Cohen brought eleven members of his prestigious dance company and two of Israel’s most-revered opera singers, Karin Shifrin and Anastasia Klevan, to participate in the performance alongside the orchestra, student dancers, and professional set and lighting designers from the Valley.
Idan first came to Amherst as a Copeland Fellow through an initiative that brings Israeli artists to renowned institutions in the United States, providing opportunities for U.S. audiences to engage with contemporary Israeli culture.
In this dance opera, both the role of Romeo and Juliet were performed by women, Shifrin, a mezzo soprano as Romeo and Klevan, a soprano, as Juliet.

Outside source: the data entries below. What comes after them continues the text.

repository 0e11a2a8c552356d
use std::sync::Arc;

use crate::config::Config;
use crate::domain::ports::{
    BookingRepository, CustomerRepository, ServiceRepository, StaffRepository, TenantRepository,
};
use crate::domain::services::lifecycle::BookingService;
use crate::domain::services::slots::SlotGenerator;

#[derive(Clone)]
pub struct AppState {
    pub config: Config,
    pub tenant_repo: Arc<dyn TenantRepository>,
    pub customer_repo: Arc<dyn CustomerRepository>,
    pub service_repo: Arc<dyn ServiceRepository>,
    pub staff_repo: Arc<dyn StaffRepository>,
    pub booking_repo: Arc<dyn BookingRepository>,
    pub booking_service: Arc<BookingService>,
    pub slot_generator: Arc<SlotGenerator>,
}
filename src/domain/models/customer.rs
use chrono::{DateTime, Utc};
use serde::{Deserialize, Serialize};
use sqlx::FromRow;
use uuid::Uuid;

#[derive(Debug, Clone, Copy, PartialEq, Eq, Serialize, Deserialize, sqlx::Type)]
#[serde(rename_all = "snake_case")]
#[sqlx(rename_all = "snake_case")]
pub enum CustomerStatus {
    Active,
    /// Tombstone. Deleted customers stay on record for audit purposes
    /// but are invisible to booking creation and listings.
    Deleted,
}

#[derive(Debug, Serialize, Deserialize, FromRow, Clone)]
pub struct Customer {
    pub id: String,
    pub tenant_id: String,
    pub first_name: String,
    pub last_name: String,
    pub email: String,
    pub phone: Option<String>,
    pub status: CustomerStatus,
    pub created_at: DateTime<Utc>,
    pub updated_at: DateTime<Utc>,
}

impl Customer {
    pub fn new(
        tenant_id: String,
        first_name: String,
        last_name: String,
        email: String,
        phone: Option<String>,
    ) -> Self {
        let now = Utc::now();
        Self {
            id: Uuid::new_v4().to_string(),
            tenant_id,
            first_name,
            last_name,
            email,
            phone,
            status: CustomerStatus::Active,
            created_at: now,
            updated_at: now,
        }
    }

    pub fn is_deleted(&self) -> bool {
        self.status == CustomerStatus::Deleted
    }
}
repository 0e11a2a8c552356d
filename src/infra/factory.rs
use std::str::FromStr;
use std::sync::Arc;
use std::time::Duration;

use chrono::NaiveTime;
use sqlx::sqlite::{SqliteConnectOptions, SqliteJournalMode, SqlitePoolOptions};
use sqlx::{ConnectOptions, SqlitePool};
use tracing::info;
use tracing::log::LevelFilter;

use crate::config::Config;
use crate::domain::services::conflicts::ConflictDetector;
use crate::domain::services::lifecycle::BookingService;
use crate::domain::services::slots::SlotGenerator;
use crate::infra::repositories::{
    sqlite_booking_repo::SqliteBookingRepo, sqlite_customer_repo::SqliteCustomerRepo,
    sqlite_service_repo::SqliteServiceRepo, sqlite_staff_repo::SqliteStaffRepo,
    sqlite_tenant_repo::SqliteTenantRepo,
};
use crate::state::AppState;

pub async fn bootstrap_state(config: &Config) -> AppState {
    info!("Initializing SQLite connection with WAL mode...");

    let opts = SqliteConnectOptions::from_str(&config.database_url)
        .expect("Invalid SQLite connection string")
        .create_if_missing(true)
        .journal_mode(SqliteJournalMode::Wal)
        .busy_timeout(Duration::from_secs(5))
        .log_statements(LevelFilter::Debug)
        .log_slow_statements(LevelFilter::Warn, Duration::from_millis(500));

    let pool = SqlitePoolOptions::new()
        .max_connections(5)
        .connect_with(opts)
        .await
        .expect("Failed to connect to SQLite");

    run_migrations(&pool).await;

    build_state(config, pool)
}

pub fn build_state(config: &Config, pool: SqlitePool) -> AppState {
    let tenant_repo = Arc::new(SqliteTenantRepo::new(pool.clone()));
    let customer_repo = Arc::new(SqliteCustomerRepo::new(pool.clone()));
    let service_repo = Arc::new(SqliteServiceRepo::new(pool.clone()));
    let staff_repo = Arc::new(SqliteStaffRepo::new(pool.clone()));
    let booking_repo = Arc::new(SqliteBookingRepo::new(pool));

    let detector = Arc::new(ConflictDetector::new(booking_repo.clone()));

    let default_window = (
        parse_wall_clock(&config.default_open_start, "DEFAULT_OPEN_START"),
        parse_wall_clock(&config.default_open_end, "DEFAULT_OPEN_END"),
    );

    let slot_generator = Arc::new(SlotGenerator::new(
        service_repo.clone(),
        staff_repo.clone(),
        detector.clone(),
        default_window,
    ));

    let booking_service = Arc::new(BookingService::new(
        booking_repo.clone(),
        service_repo.clone(),
        customer_repo.clone(),
        staff_repo.clone(),
        detector,
    ));

    AppState {
        config: config.clone(),
        tenant_repo,
        customer_repo,
        service_repo,
        staff_repo,
        booking_repo,
        booking_service,
        slot_generator,
    }
}

fn parse_wall_clock(value: &str, name: &str) -> NaiveTime {
    NaiveTime::parse_from_str(value, "%H:%M")
        .unwrap_or_else(|_| panic!("{} must be HH:MM, got '{}'", name, value))
}

async fn run_migrations(pool: &SqlitePool) {
    sqlx::migrate!("./migrations")
        .run(pool)
        .await
        .expect("Failed to run migrations");
}
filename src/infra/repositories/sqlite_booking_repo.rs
use crate::domain::{
    models::booking::Booking,
    ports::{BookingPage, BookingQuery, BookingRepository},
};
use crate::error::AppError;
use async_trait::async_trait;
use chrono::{DateTime, Utc};
use sqlx::{QueryBuilder, Sqlite, SqlitePool};

const DEFAULT_PAGE_SIZE: i64 = 50;
const MAX_PAGE_SIZE: i64 = 100;

pub struct SqliteBookingRepo {
    pool: SqlitePool,
}

impl SqliteBookingRepo {
    pub fn new(pool: SqlitePool) -> Self {
        Self { pool }
    }
}

fn push_filters<'a>(qb: &mut QueryBuilder<'a, Sqlite>, tenant_id: &'a str, query: &'a BookingQuery) {
    qb.push(" WHERE tenant_id = ").push_bind(tenant_id);

    if let Some(staff_id) = &query.staff_id {
        qb.push(" AND staff_id = ").push_bind(staff_id);
    }
    if let Some(customer_id) = &query.customer_id {
        qb.push(" AND customer_id = ").push_bind(customer_id);
    }
    if let Some(status) = query.status {
        qb.push(" AND status = ").push_bind(status);
    }
    if let Some(from) = query.from {
        qb.push(" AND start_time >= ").push_bind(from);
    }
    if let Some(to) = query.to {
        qb.push(" AND start_time <= ").push_bind(to);
    }
}

#[async_trait]
impl BookingRepository for SqliteBookingRepo {
    async fn create(&self, booking: &Booking) -> Result<Booking, AppError> {
        sqlx::query_as::<_, Booking>(
            "INSERT INTO bookings (id, tenant_id, customer_id, service_id, staff_id, start_time,
                                   end_time, status, price, deposit, notes, cancelled_at,
                                   created_at, updated_at)
             VALUES (?, ?, ?, ?, ?, ?, ?, ?, ?, ?, ?, ?, ?, ?)
             RETURNING *",
        )
        .bind(&booking.id)
        .bind(&booking.tenant_id)
        .bind(&booking.customer_id)
        .bind(&booking.service_id)
        .bind(&booking.staff_id)
        .bind(booking.start_time)
        .bind(booking.end_time)
        .bind(booking.status)
        .bind(booking.price)
        .bind(booking.deposit)
        .bind(&booking.notes)
        .bind(booking.cancelled_at)
        .bind(booking.created_at)
        .bind(booking.updated_at)
        .fetch_one(&self.pool)
        .await
        .map_err(AppError::Database)
    }

    async fn find_by_id(&self, tenant_id: &str, id: &str) -> Result<Option<Booking>, AppError> {
        sqlx::query_as::<_, Booking>("SELECT * FROM bookings WHERE tenant_id = ? AND id = ?")
            .bind(tenant_id)
            .bind(id)
            .fetch_optional(&self.pool)
            .await
            .map_err(AppError::Database)
    }

    async fn list_by_tenant(
        &self,
        tenant_id: &str,
        query: &BookingQuery,
    ) -> Result<BookingPage, AppError> {
        let mut count_qb: QueryBuilder<Sqlite> = QueryBuilder::new("SELECT COUNT(*) FROM bookings");
        push_filters(&mut count_qb, tenant_id, query);
        let total: i64 = count_qb
            .build_query_scalar()
            .fetch_one(&self.pool)
            .await
            .map_err(AppError::Database)?;

        let limit = query.limit.unwrap_or(DEFAULT_PAGE_SIZE).clamp(1, MAX_PAGE_SIZE);
        let offset = query.offset.unwrap_or(0).max(0);

        let mut qb: QueryBuilder<Sqlite> = QueryBuilder::new("SELECT * FROM bookings");
        push_filters(&mut qb, tenant_id, query);
        qb.push(" ORDER BY start_time ASC LIMIT ")
            .push_bind(limit)
            .push(" OFFSET ")
            .push_bind(offset);

        let bookings = qb
            .build_query_as::<Booking>()
            .fetch_all(&self.pool)
            .await
            .map_err(AppError::Database)?;

        Ok(BookingPage { bookings, total })
    }

    async fn list_by_customer(
        &self,
        tenant_id: &str,
        customer_id: &str,
    ) -> Result<Vec<Booking>, AppError> {
        sqlx::query_as::<_, Booking>(
            "SELECT * FROM bookings WHERE tenant_id = ? AND customer_id = ? ORDER BY start_time ASC",
        )
        .bind(tenant_id)
        .bind(customer_id)
        .fetch_all(&self.pool)
        .await
        .map_err(AppError::Database)
    }

    async fn list_active_in_range(
        &self,
        tenant_id: &str,
        staff_id: Option<&str>,
        start: DateTime<Utc>,
        end: DateTime<Utc>,
    ) -> Result<Vec<Booking>, AppError> {
        // One staff bucket only: the unassigned bucket is staff_id IS
        // NULL, not "any staff".
        match staff_id {
            Some(sid) => sqlx::query_as::<_, Booking>(
                "SELECT * FROM bookings
                 WHERE tenant_id = ? AND staff_id = ? AND status != 'cancelled'
                   AND start_time < ? AND end_time > ?",
            )
            .bind(tenant_id)
            .bind(sid)
            .bind(end)
            .bind(start)
            .fetch_all(&self.pool)
            .await
            .map_err(AppError::Database),
            None => sqlx::query_as::<_, Booking>(
                "SELECT * FROM bookings
                 WHERE tenant_id = ? AND staff_id IS NULL AND status != 'cancelled'
                   AND start_time < ? AND end_time > ?",
            )
            .bind(tenant_id)
            .bind(end)
            .bind(start)
            .fetch_all(&self.pool)
            .await
            .map_err(AppError::Database),
        }
    }

    async fn update(&self, booking: &Booking) -> Result<Booking, AppError> {
        sqlx::query_as::<_, Booking>(
            "UPDATE bookings SET status = ?, notes = ?, cancelled_at = ?, updated_at = ?
             WHERE id = ? AND tenant_id = ?
             RETURNING *",
        )
        .bind(booking.status)
        .bind(&booking.notes)
        .bind(booking.cancelled_at)
        .bind(booking.updated_at)
        .bind(&booking.id)
        .bind(&booking.tenant_id)
        .fetch_one(&self.pool)
        .await
        .map_err(AppError::Database)
    }
}
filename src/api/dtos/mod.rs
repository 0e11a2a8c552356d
pub mod requests;
pub mod responses;
//! Error types for Flow State.

use thiserror::Error;

/// Result type alias using Flow State's Error type.
pub type Result<T> = std::result::Result<T, Error>;

/// Main error type for Flow State.
#[derive(Error, Debug)]
pub enum Error {
    // Stream errors
    #[error("Failed to open audio stream: {0}")]
    Open(String),

    #[error("Audio decode error: {0}")]
    Decode(String),

    #[error("Seek failed: {0}")]
    Seek(String),

    // Output errors
    #[error("Audio device error: {0}")]
    Device(String),

    // Effects errors
    #[error("Effect '{effect}' failed: {reason}")]
    EffectProcessing { effect: String, reason: String },

    // Worker errors
    #[error("Producer did not stop within {timeout_ms} ms")]
    StopTimeout { timeout_ms: u64 },

    // Controller errors
    #[error("Invalid state: {0}")]
    InvalidState(String),

    #[error("Invalid argument: {0}")]
    InvalidArgument(String),

    #[error("Configuration error: {0}")]
    Config(String),

    // IO errors
    #[error("IO error: {0}")]
    Io(#[from] std::io::Error),

    // Serialization errors
    #[error("JSON error: {0}")]
    Json(#[from] serde_json::Error),

    #[error("Internal error: {0}")]
    Internal(String),
}

impl Error {
    /// Returns true if this error should be surfaced to the user.
    ///
    /// Everything else is recovered inside the engine and only logged.
    pub const fn is_user_visible(&self) -> bool {
        matches!(self, Self::Open(_) | Self::Device(_))
    }

    /// Shorthand for an effect processing failure.
    pub fn effect(effect: impl Into<String>, reason: impl Into<String>) -> Self {
        Self::EffectProcessing {
            effect: effect.into(),
            reason: reason.into(),
        }
    }
}

#[cfg(test)]
mod tests {
    use super::*;

    #[test]
    fn test_error_user_visible() {
        assert!(Error::Open("missing.flac".into()).is_user_visible());
        assert!(Error::Device("no output".into()).is_user_visible());
        assert!(!Error::Decode("corrupt frame".into()).is_user_visible());
        assert!(!Error::StopTimeout { timeout_ms: 2000 }.is_user_visible());
        assert!(!Error::effect("Gain", "bad block").is_user_visible());
    }

    #[test]
    fn test_error_display() {
        let err = Error::effect("Compressor", "non-finite output");
        assert_eq!(err.to_string(), "Effect 'Compressor' failed: non-finite output");
    }
}
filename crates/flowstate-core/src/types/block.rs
//! Fixed-size blocks of interleaved audio.

use super::StreamProperties;

/// A fixed-length run of interleaved `f32` frames.
///
/// Blocks are moved, never shared: whichever pipeline stage holds one owns it.
#[derive(Debug, Clone, PartialEq)]
pub struct AudioBlock {
    /// Interleaved samples, `frames * channels` long.
    samples: Vec<f32>,
    /// Samples per frame.
    channels: u16,
    /// Frames per second.
    sample_rate: u32,
    /// Stream position of the first frame.
    start_frame: u64,
}

impl AudioBlock {
    /// Wrap interleaved samples.
    ///
    /// A trailing partial frame is dropped so the block always holds whole frames.
    pub fn from_interleaved(mut samples: Vec<f32>, props: StreamProperties) -> Self {
        let channels = props.channel_count().max(1);
        samples.truncate(samples.len() - samples.len() % channels);
        Self {
            samples,
            channels: props.channels.max(1),
            sample_rate: props.sample_rate,
            start_frame: 0,
        }
    }

    /// An all-zero block of `frames` frames.
    pub fn silence(frames: usize, props: StreamProperties) -> Self {
        Self::from_interleaved(vec![0.0; frames * props.channel_count()], props)
    }

    /// Tag the block with the stream position of its first frame.
    #[must_use]
    pub const fn with_start_frame(mut self, start_frame: u64) -> Self {
        self.start_frame = start_frame;
        self
    }

    /// Number of frames in the block.
    pub fn frames(&self) -> usize {
        self.samples.len() / self.channels as usize
    }

    /// Number of channels.
    pub const fn channels(&self) -> u16 {
        self.channels
    }

    /// Sample rate the block was decoded at.
    pub const fn sample_rate(&self) -> u32 {
        self.sample_rate
    }

    /// Stream position of the first frame.
    pub const fn start_frame(&self) -> u64 {
        self.start_frame
    }

    /// Stream properties of this block.
    pub const fn properties(&self) -> StreamProperties {
        StreamProperties {
            sample_rate: self.sample_rate,
            channels: self.channels,
        }
    }

    /// Whether the block matches the given shape.
    pub fn has_shape(&self, frames: usize, channels: u16) -> bool {
        self.channels == channels && self.frames() == frames
    }

    pub fn samples(&self) -> &[f32] {
        &self.samples
    }

    pub fn samples_mut(&mut self) -> &mut [f32] {
        &mut self.samples
    }

    pub fn into_samples(self) -> Vec<f32> {
        self.samples
    }

    /// Iterate over frames as channel slices.
    pub fn frames_iter(&self) -> std::slice::ChunksExact<'_, f32> {
        self.samples.chunks_exact(self.channels as usize)
    }

    /// Iterate mutably over frames as channel slices.
    pub fn frames_iter_mut(&mut self) -> std::slice::ChunksExactMut<'_, f32> {
        self.samples.chunks_exact_mut(self.channels as usize)
    }

    /// Copy of one channel's samples.
    pub fn channel(&self, channel: usize) -> Vec<f32> {
        self.frames_iter()
            .filter_map(|frame| frame.get(channel).copied())
            .collect()
    }

    /// Whether every sample is zero.
    pub fn is_silent(&self) -> bool {
        self.samples.iter().all(|s| *s == 0.0)
    }

    /// Whether every sample is finite.
    pub fn is_finite(&self) -> bool {
        self.samples.iter().all(|s| s.is_finite())
    }

    /// Largest absolute sample value.
    pub fn peak(&self) -> f32 {
        self.samples.iter().fold(0.0f32, |peak, s| peak.max(s.abs()))
    }

    /// Zero every sample in place.
    pub fn fill_silence(&mut self) {
        self.samples.fill(0.0);
    }

    /// Zero-pad (or truncate) to exactly `frames` frames.
    pub fn resize_frames(&mut self, frames: usize) {
        self.samples.resize(frames * self.channels as usize, 0.0);
    }
}

#[cfg(test)]
mod tests {
    use super::*;

    const STEREO: StreamProperties = StreamProperties {
        sample_rate: 44_100,
        channels: 2,
    };

    #[test]
    fn test_silence_shape() {
        let block = AudioBlock::silence(256, STEREO);
        assert!(block.has_shape(256, 2));
        assert_eq!(block.samples().len(), 512);
        assert!(block.is_silent());
    }

    #[test]
    fn test_partial_frame_dropped() {
        let block = AudioBlock::from_interleaved(vec![0.1, 0.2, 0.3], STEREO);
        assert_eq!(block.frames(), 1);
        assert_eq!(block.samples(), &[0.1, 0.2]);
    }

    #[test]
    #[allow(clippy::float_cmp)]
    fn test_channel_extraction_and_padding() {
        let mut block =
            AudioBlock::from_interleaved(vec![1.0, -1.0, 2.0, -2.0], STEREO).with_start_frame(10);
        assert_eq!(block.channel(0), vec![1.0, 2.0]);
        assert_eq!(block.channel(1), vec![-1.0, -2.0]);
        assert_eq!(block.peak(), 2.0);
        assert_eq!(block.start_frame(), 10);

        block.resize_frames(4);
        assert!(block.has_shape(4, 2));
        assert_eq!(&block.samples()[4..], &[0.0; 4]);
    }
}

The international cast also included celebrated artists Israeli tenor Eitan Abraham Drori as Tebaldo; Guy Peleg Pelc, baritone, as Capelio; and the American bass-baritone Enrico Lagasca as Lorenzo.
Idan Cohen Dance Company dancers included Naama Tamir, Tomer Giat, Tomer Golan, Coral Friedman, Gal Calic and Dana Zeharia.
The production was supported in part by the Israeli Consulate in New York City; The Pais Foundation in Israel; Asylum Arts, a global network for Jewish Culture; Amherst College Faculty Research Award Program; Amherst College Theater and Dance Department; and a grant from the Harold Grinspoon Foundation.